**TASK ITEM**
Reproduce the records below exactly, but only between the lines holding "pub mod scatter;" and "remembered so that", inclusive.

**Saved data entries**

▼▼▼

use crate::core::body::{Body, BodyId, DIM};
use crate::core::boundary::Wall;
use crate::core::event::{CollisionEvent, Participant};

/// View of a collision handed to the response at the instant of impact.
///
/// Positions and velocities of every body are readable; only the velocities of
/// the participating bodies are writable. Positions and revisions stay under
/// the scheduler's control.
#[derive(Debug)]
pub struct Impact<'a> {
    event: CollisionEvent,
    bodies: &'a mut [Body],
}

impl<'a> Impact<'a> {
    pub(crate) fn new(event: CollisionEvent, bodies: &'a mut [Body]) -> Self {
        Self { event, bodies }
    }

    #[inline]
    pub fn time(&self) -> f64 {
        self.event.time_f64()
    }

    #[inline]
    pub fn event(&self) -> &CollisionEvent {
        &self.event
    }

    #[inline]
    pub fn participants(&self) -> [Participant; 2] {
        self.event.participants()
    }

    /// The boundary edge involved, if this is a body-wall collision.
    pub fn wall(&self) -> Option<Wall> {
        self.participants().into_iter().find_map(|p| match p {
            Participant::Boundary(w) => Some(w),
            Participant::Body(_) => None,
        })
    }

    /// Read any body in the arena.
    pub fn body(&self, id: BodyId) -> Option<&Body> {
        self.bodies.get(id.index())
    }

    /// Mutable velocity of a participating body; `None` for the boundary or bystanders.
    pub fn velocity_mut(&mut self, id: BodyId) -> Option<&mut [f64; DIM]> {
        if !self.event.involves(id) {
            return None;
        }
        self.bodies.get_mut(id.index()).map(|b| &mut b.velocity)
    }
}

/// Physical response to a resolved collision.
///
/// Runs synchronously inside `CollisionScheduler::step`. Any
/// `FnMut(&mut Impact<'_>)` closure is a response.
pub trait CollisionResponse {
    fn respond(&mut self, impact: &mut Impact<'_>);
}

impl<F> CollisionResponse for F
where
    F: FnMut(&mut Impact<'_>),
{
    fn respond(&mut self, impact: &mut Impact<'_>) {
        self(impact)
    }
}

/// Leave velocities untouched; bodies pass through each other and the walls.
#[derive(Debug, Clone, Copy, Default)]
pub struct Ignore;

impl CollisionResponse for Ignore {
    fn respond(&mut self, _impact: &mut Impact<'_>) {}
}

/// Scale every participating body's velocity by `factor`.
///
/// The default factor of `-0.5` reverses and halves the velocity on impact.
#[derive(Debug, Clone, Copy, PartialEq)]
pub struct Damping {
    pub factor: f64,
}

impl Default for Damping {
    fn default() -> Self {
        Self { factor: -0.5 }
    }
}

impl CollisionResponse for Damping {
    fn respond(&mut self, impact: &mut Impact<'_>) {
        let ids: Vec<BodyId> = impact.event().bodies().collect();
        for id in ids {
            if let Some(v) = impact.velocity_mut(id) {
                v.iter_mut().for_each(|c| *c *= self.factor);
            }
        }
    }
}

/// Elastic response for equal point masses.
///
/// Walls mirror the normal velocity component; body pairs exchange velocities.
#[derive(Debug, Clone, Copy, Default)]
pub struct Reflect;

impl CollisionResponse for Reflect {
    fn respond(&mut self, impact: &mut Impact<'_>) {
        match impact.participants() {
            [Participant::Body(i), Participant::Body(j)] => {
                let (Some(vi), Some(vj)) = (
                    impact.body(i).map(|b| b.velocity),
                    impact.body(j).map(|b| b.velocity),
                ) else {
                    return;
                };
                if let Some(v) = impact.velocity_mut(i) {
                    *v = vj;
                }
                if let Some(v) = impact.velocity_mut(j) {
                    *v = vi;
                }
            }
            [Participant::Body(i), Participant::Boundary(wall)]
            | [Participant::Boundary(wall), Participant::Body(i)] => {
                if let Some(v) = impact.velocity_mut(i) {
                    let k = wall.axis().index();
                    v[k] = -v[k];
                }
            }
            [Participant::Boundary(_), Participant::Boundary(_)] => {}
        }
    }
}
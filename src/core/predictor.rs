//! Analytic collision prediction for point bodies.
//!
//! Two points moving at constant velocity meet when their x and y coordinates
//! coincide at the same instant. Each axis is solved on its own,
//! `t = (b - a) / (va - vb)`, and the two answers are reconciled:
//!
//! - `0 / 0`: the axis always coincides and does not constrain the answer;
//! - `n / 0` with `n != 0`: the axis never coincides, so neither do the points;
//! - two constraining axes must agree on the time.
//!
//! Every time returned here is relative to the instant at which the body
//! states are valid; the scheduler turns it into an absolute time. A contact
//! happening right now is reported as `0.0`; telling it apart from the contact
//! that was just resolved is the scheduler's job.

use crate::core::body::Body;
use crate::core::boundary::{Axis, Boundary, Wall};
use crate::error::{Error, Result};

/// Default relative tolerance for axis agreement and wall contacts at "now".
pub const DEFAULT_EPS: f64 = 1e-9;

/// Something a prediction can be asked about.
#[derive(Debug, Clone, Copy)]
pub enum Subject<'a> {
    Body(&'a Body),
    Boundary(&'a Boundary),
}

/// Pluggable collision physics.
///
/// `None` means "never": the pair will not meet at any future time given the
/// current velocities.
pub trait Predictor {
    /// Time until bodies `a` and `b` coincide.
    fn bodies(&self, a: &Body, b: &Body) -> Option<f64>;

    /// Time until `body` reaches the wall of `boundary` on `axis`, and which wall.
    fn wall(&self, body: &Body, boundary: &Boundary, axis: Axis) -> Option<(f64, Wall)>;

    /// Dispatch over body/boundary subjects. `axis` only matters for body-boundary pairs.
    ///
    /// Errors: `Error::BoundaryPair` when both subjects are the boundary.
    fn predict(&self, a: Subject<'_>, b: Subject<'_>, axis: Axis) -> Result<Option<f64>> {
        match (a, b) {
            (Subject::Body(a), Subject::Body(b)) => Ok(self.bodies(a, b)),
            (Subject::Body(body), Subject::Boundary(boundary))
            | (Subject::Boundary(boundary), Subject::Body(body)) => {
                Ok(self.wall(body, boundary, axis).map(|(t, _)| t))
            }
            (Subject::Boundary(_), Subject::Boundary(_)) => Err(Error::BoundaryPair),
        }
    }
}

impl<P: Predictor + ?Sized> Predictor for &P {
    fn bodies(&self, a: &Body, b: &Body) -> Option<f64> {
        (**self).bodies(a, b)
    }

    fn wall(&self, body: &Body, boundary: &Boundary, axis: Axis) -> Option<(f64, Wall)> {
        (**self).wall(body, boundary, axis)
    }
}

impl<P: Predictor + ?Sized> Predictor for Box<P> {
    fn bodies(&self, a: &Body, b: &Body) -> Option<f64> {
        (**self).bodies(a, b)
    }

    fn wall(&self, body: &Body, boundary: &Boundary, axis: Axis) -> Option<(f64, Wall)> {
        (**self).wall(body, boundary, axis)
    }
}

/// Straight-line point-coincidence predictor.
#[derive(Debug, Clone, Copy, PartialEq)]
pub struct Kinematic {
    eps: f64,
}

impl Default for Kinematic {
    fn default() -> Self {
        Self { eps: DEFAULT_EPS }
    }
}

/// Outcome of solving one axis.
#[derive(Debug, Clone, Copy, PartialEq)]
enum AxisMeet {
    DontCare,
    Never,
    At(f64),
}

impl Kinematic {
    /// Errors: `Error::InvalidParam` unless `eps` is finite and > 0.
    pub fn new(eps: f64) -> Result<Self> {
        if !eps.is_finite() || eps <= 0.0 {
            return Err(Error::InvalidParam("tolerance must be finite and > 0".into()));
        }
        Ok(Self { eps })
    }

    #[inline]
    pub fn eps(&self) -> f64 {
        self.eps
    }

    fn axis_meet(pa: f64, va: f64, pb: f64, vb: f64) -> AxisMeet {
        let num = pb - pa;
        let den = va - vb;
        if den == 0.0 {
            return if num == 0.0 {
                AxisMeet::DontCare
            } else {
                AxisMeet::Never
            };
        }
        let t = num / den;
        if t.is_finite() {
            AxisMeet::At(t)
        } else {
            AxisMeet::Never
        }
    }

    /// Contacts before "now" are not events; a contact at "now" is.
    #[inline]
    fn not_past(t: f64) -> Option<f64> {
        (t.is_finite() && t >= 0.0).then_some(t.max(0.0))
    }

    #[inline]
    fn agree(&self, tx: f64, ty: f64) -> bool {
        (tx - ty).abs() <= self.eps * tx.abs().max(ty.abs()).max(1.0)
    }
}

impl Predictor for Kinematic {
    fn bodies(&self, a: &Body, b: &Body) -> Option<f64> {
        let x = Self::axis_meet(a.position[0], a.velocity[0], b.position[0], b.velocity[0]);
        let y = Self::axis_meet(a.position[1], a.velocity[1], b.position[1], b.velocity[1]);
        match (x, y) {
            (AxisMeet::Never, _) | (_, AxisMeet::Never) => None,
            // Coincident bodies: left as "never".
            (AxisMeet::DontCare, AxisMeet::DontCare) => None,
            (AxisMeet::At(t), AxisMeet::DontCare) | (AxisMeet::DontCare, AxisMeet::At(t)) => {
                Self::not_past(t)
            }
            (AxisMeet::At(tx), AxisMeet::At(ty)) => {
                if self.agree(tx, ty) {
                    Self::not_past(tx.max(ty))
                } else {
                    None
                }
            }
        }
    }

    fn wall(&self, body: &Body, boundary: &Boundary, axis: Axis) -> Option<(f64, Wall)> {
        let k = axis.index();
        let v = body.velocity[k];
        if v == 0.0 || !v.is_finite() {
            return None;
        }
        let wall = Wall::facing(axis, v > 0.0);
        let (x, x_wall) = (body.position[k], boundary.coordinate(wall));
        let t = (x_wall - x) / v;
        // A body heading into a wall it sits on (up to rounding of the
        // coordinates) hits it now.
        let slack = self.eps * x.abs().max(x_wall.abs()).max(1.0) / v.abs();
        if !t.is_finite() || t < -slack {
            return None;
        }
        Some((t.max(0.0), wall))
    }
}
//! Event-driven collision engine for dimensionless point bodies.
//!
//! The predictor computes when two participants meet; the scheduler keeps the
//! time-ordered heap of those predictions and resolves them in causal order.

pub mod body;
pub mod boundary;
pub mod event;
pub mod predictor;
pub mod response;
pub mod scatter;
pub mod scheduler;

pub use body::{Body, BodyId};
pub use boundary::{Axis, Boundary, Wall};
pub use event::{CollisionEvent, Participant};
pub use predictor::{Kinematic, Predictor, Subject};
pub use response::{CollisionResponse, Damping, Ignore, Impact, Reflect};
pub use scatter::Scatter;
pub use scheduler::CollisionScheduler;
use crate::config::EngineConfig;
use crate::core::body::{Body, BodyId};
use crate::core::boundary::{Axis, Boundary};
use crate::core::event::{CollisionEvent, Participant};
use crate::core::predictor::{Kinematic, Predictor};
use crate::core::response::{CollisionResponse, Impact};
use crate::error::{Error, Result};
use log::{debug, trace};
use std::cmp::Reverse;
use std::collections::BinaryHeap;

/// Discrete-event collision engine over a fixed set of point bodies.
///
/// Holds the body arena, the clock and a min-heap of predicted collisions.
/// Predictions are never removed eagerly: each carries the revisions of its
/// bodies and is dropped on extraction once any of them has moved on.
///
/// Contacts already resolved at the current instant are remembered so that
/// re-predicting them at `dt ≈ 0` does not fire them again.
#[derive(Debug)]
pub struct CollisionScheduler<R, P = Kinematic> {
    time_now: f64,
    boundary: Boundary,
    bodies: Vec<Body>,
    pq: BinaryHeap<Reverse<CollisionEvent>>,
    response: R,
    predictor: P,
    processed: u64,
    tolerance: f64,
    resolved_at: f64,
    resolved_now: Vec<(Participant, Participant)>,
}

impl<R: CollisionResponse> CollisionScheduler<R, Kinematic> {
    /// Build a scheduler with the analytic predictor at `config.tolerance`.
    pub fn new(bodies: Vec<Body>, config: EngineConfig, response: R) -> Result<Self> {
        let predictor = config.predictor()?;
        Self::with_predictor(bodies, config, response, predictor)
    }
}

▲▲▲

**RESULT FOR THIS TASK**
pub mod scatter;
pub mod scheduler;

pub use body::{Body, BodyId};
pub use boundary::{Axis, Boundary, Wall};
pub use event::{CollisionEvent, Participant};
pub use predictor::{Kinematic, Predictor, Subject};
pub use response::{CollisionResponse, Damping, Ignore, Impact, Reflect};
pub use scatter::Scatter;
pub use scheduler::CollisionScheduler;
use crate::config::EngineConfig;
use crate::core::body::{Body, BodyId};
use crate::core::boundary::{Axis, Boundary};
use crate::core::event::{CollisionEvent, Participant};
use crate::core::predictor::{Kinematic, Predictor};
use crate::core::response::{CollisionResponse, Impact};
use crate::error::{Error, Result};
use log::{debug, trace};
use std::cmp::Reverse;
use std::collections::BinaryHeap;

/// Discrete-event collision engine over a fixed set of point bodies.
///
/// Holds the body arena, the clock and a min-heap of predicted collisions.
/// Predictions are never removed eagerly: each carries the revisions of its
/// bodies and is dropped on extraction once any of them has moved on.
///
/// Contacts already resolved at the current instant are remembered so that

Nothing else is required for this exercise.